Adipocyte OS induced by SOD2 KO signals to drive mitochondrial biogenesis in WAT

Studies in mice have shown that during the development of DIO, there is an early increase in ROS levels in WAT followed by a later induction of mitochondrial biogenesis.21 Mitochondrial biogenesis is orchestrated by a transcriptional cascade involving peroxisome proliferator-activated receptor γ coactivators 1α (PGC-1α), PGC-1β, PGC-1-related coactivator (PRC), estrogen-related receptor α (ERRα), nuclear respiratory factors 1 (NRF1) and 2 (NRF2) and mitochondrial transcription factor A (Tfam).22 Mitochondrial biogenesis was enhanced in WAT of the AdSod2 KO mice and was associated with increased transcription of PGC-1α, PGC-1β and nuclear and mitochondrial-encoded genes, implying a causal role for ROS in the induction of mitochondrial biogenesis.

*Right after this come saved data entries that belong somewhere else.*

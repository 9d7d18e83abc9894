// Copyright (c) 2025 Geoffrey Huntley <ghuntley@ghuntley.com>. All rights
// reserved. SPDX-License-Identifier: Proprietary

//! Common configuration primitives for Herald.
//!
//! This crate provides shared types and helpers for configuration across
//! all Herald crates, including:
//!
//! - [`Secret<T>`]: A wrapper type that prevents accidental logging of
//!   sensitive values (re-exported from [`herald_common_secret`])
//! - [`load_secret_env`]: Helper for loading secrets from environment variables
//!   with `*_FILE` support

pub mod env;

pub use herald_common_secret::{Secret, SecretString, REDACTED};

pub use env::{load_secret_env, require_secret_env, RequiredSecretError, SecretEnvError};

Lack of both PGC-1α and PGC-1β impairs differentiation-induced mitochondria biogenesis and mitochondrial respiration in brown preadipocytes.23 Mice lacking PGC-1α in fat cells revealed a role for this co-activator in the orchestration of the transcription of mitochondrial and FA oxidation genes and the regulation of glucose homeostasis and insulin sensitivity in response to high fat feeding.24 Indeed, during acute or chronic cold acclimation in rodents, an elevation in ROS generation and a shift toward a more oxidized environment was observed in BAT and was associated with mitochondrial proliferation.25-28 Furthermore, agents known to deplete glutathione (GSH) such as buthionine sulfoximine (BSO) increased the expression of PGC-1α both in WAT and in BAT.29 In addition, ROS in the form of H2O2 was shown to directly induce the expression of PGC-1α and PGC-1β in brown-fat fibroblasts through a mechanism involving the Cre-binding protein (CREB).30 Whether the induction of mitochondrial biogenesis observed in WAT of the AdSod2 KO mice is CREB-mediated is unknown, but studies in our laboratory are actively investigating this possibility.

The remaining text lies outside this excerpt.